Inhibition of canine parvovirus replication in cultured cells by small interfering RNAs expressed from plasmid vectors

Small interfering RNAs (siRNAs) target complementary mRNA for specific degradation, a mechanism many viruses are susceptible too. Thus, siRNA degradation of target RNAs can be exploited as novel therapeutics. In this report, we show that the vector-based siRNAs (psiSTRIKEs) expressed by a human U6 promoter could efficiently inhibit CPV replication in cell culture. A series of PsiSTRIKE vectors expressing siRNA were constructed that target structural protein genes or nonstructural protein genes of CPV genome. These plasmids were transfected into FK81 cells via lipofectin and the stable transfection clones were selected. The immunostaining, plaque assay, and cell proliferation assay of the cells infected by CPV were performed. The results show that siRNAs against nonstructural protein genes effectively inhibited CPV replication. The inhibition efficiencies detected by immunostaining assay of psiSTRIKE/vp1510, psiSTRIKE/NS160, and psiSTRIKE/NS1939 were 66%, 76% and 78%, respectively at 48 h, and 69%, 46% and 67%, respectively at 96 h. Plaque assay showed that, comprising to the control, the psiSTRIKE/NS160 reduced the virion production by 100-fold, and psiSTRIKE/NS1939 or psiSTRIKE/VP1510 reduced the virion production 13-fold.
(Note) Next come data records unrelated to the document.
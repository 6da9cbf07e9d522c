use tracing_subscriber::{layer::SubscriberExt, util::SubscriberInitExt};

use usuarios_api::{config, server};

#[tokio::main]
async fn main() {
    // Initialize tracing
    tracing_subscriber::registry()
        .with(
            tracing_subscriber::EnvFilter::try_from_default_env()
                .unwrap_or_else(|_| "usuarios_api=debug,tower_http=debug".into()),
        )
        .with(tracing_subscriber::fmt::layer().with_writer(std::io::stderr))
        .init();

    // Load configuration
    dotenvy::dotenv().ok();
    let config = config::Config::from_env();

    if let Err(e) = server::run(config).await {
        tracing::error!("{}", e);
        std::process::exit(1);
    }
}
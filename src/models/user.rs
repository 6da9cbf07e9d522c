use sea_orm::entity::prelude::*;
use serde::{Deserialize, Serialize};

// name and email are NOT NULL in the table; they stay optional here so a
// missing value reaches the database and trips the constraint.
#[derive(Clone, Debug, PartialEq, DeriveEntityModel, Serialize, Deserialize)]
#[sea_orm(table_name = "users")]
pub struct Model {
    #[sea_orm(primary_key)]
    pub id: i32,
    pub name: Option<String>,
    #[sea_orm(unique)]
    pub email: Option<String>,
}

#[derive(Copy, Clone, Debug, EnumIter, DeriveRelation)]
pub enum Relation {}

impl ActiveModelBehavior for ActiveModel {}
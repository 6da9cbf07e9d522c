use crate::api;
use utoipa::OpenApi;

#[derive(OpenApi)]
#[openapi(
    paths(
        api::health::hello,
        api::health::health_check,
        api::users::list_users,
        api::users::get_user,
        api::users::create_user,
        api::users::update_user,
        api::users::delete_user,
        api::dolar::get_dolar,
    ),
    components(
        schemas(
            crate::domain::User,
            crate::services::DeleteAck,
            api::users::UserPayload,
        )
    ),
    tags(
        (name = "usuarios-api", description = "Users CRUD and dolar rate proxy")
    )
)]
pub struct ApiDoc;
//! Services Layer
//!
//! This module contains pure business logic extracted from HTTP handlers.

pub mod user_service;

// Re-export for convenience
pub use user_service::{DeleteAck, UserService};
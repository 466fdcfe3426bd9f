//! Structured error types for loom assembly.

use thiserror::Error;

/// Unified error type for all scopeloom operations.
#[derive(Debug, Error)]
pub enum LoomError {
    /// I/O error (file not found, permission denied, etc.)
    #[error("I/O error: {0}")]
    Io(#[from] std::io::Error),

    /// The hierarchy path did not have exactly three segments.
    #[error("the hierarchy must contain exactly 3 segments (empty strings allowed), got {0}")]
    InvalidHierarchy(usize),

    /// A requested source attribute does not exist.
    #[error("cannot find {kind} with '{key}' as key")]
    MissingKey { kind: &'static str, key: String },

    /// An annotation has more distinct values than the viewer can display.
    #[error("annotation '{key}' has {count} unique values, the limit is {limit}")]
    TooManyValues {
        key: String,
        count: usize,
        limit: usize,
    },

    /// The X and Y extra-embedding tables drifted apart.
    #[error("column attributes Embeddings_X ({x} columns) and Embeddings_Y ({y} columns) do not match")]
    InconsistentEmbeddings { x: usize, y: usize },

    /// Invalid input (bad shapes, unsupported column types)
    #[error("invalid input: {0}")]
    InvalidInput(String),

    /// Compression or decompression failure
    #[error("compression error: {0}")]
    Compression(String),

    /// JSON or text encoding failure
    #[error("serialization error: {0}")]
    Serialization(String),

    /// The container backend rejected a write
    #[error("container error: {0}")]
    Container(String),
}

/// Convenience alias used throughout scopeloom.
pub type Result<T> = std::result::Result<T, LoomError>;

#[cfg(test)]
mod tests {
    use super::*;

    #[test]
    fn missing_key_message_names_kind_and_key() {
        let e = LoomError::MissingKey {
            kind: "annotation",
            key: "louvain".into(),
        };
        assert_eq!(e.to_string(), "cannot find annotation with 'louvain' as key");
    }

    #[test]
    fn io_errors_convert() {
        fn open() -> Result<std::fs::File> {
            Ok(std::fs::File::open("/nonexistent/scopeloom/file")?)
        }
        assert!(matches!(open(), Err(LoomError::Io(_))));
    }
}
When compared to control, the viability of cells transfected psiSTRIKE/NS160 increased 78% and 124%, respectively at 72 and 120 h. Our study may provide a potential therapy against CPV infection.

► Target specific siRNA expressed in cell lines decreased CPV infection. ► Target specific siRNA expressed in cell lines suppressed replication of CPV. ► A siRNA targeting CPV sequences shared by genes of NS1 and NS2 had high efficiency.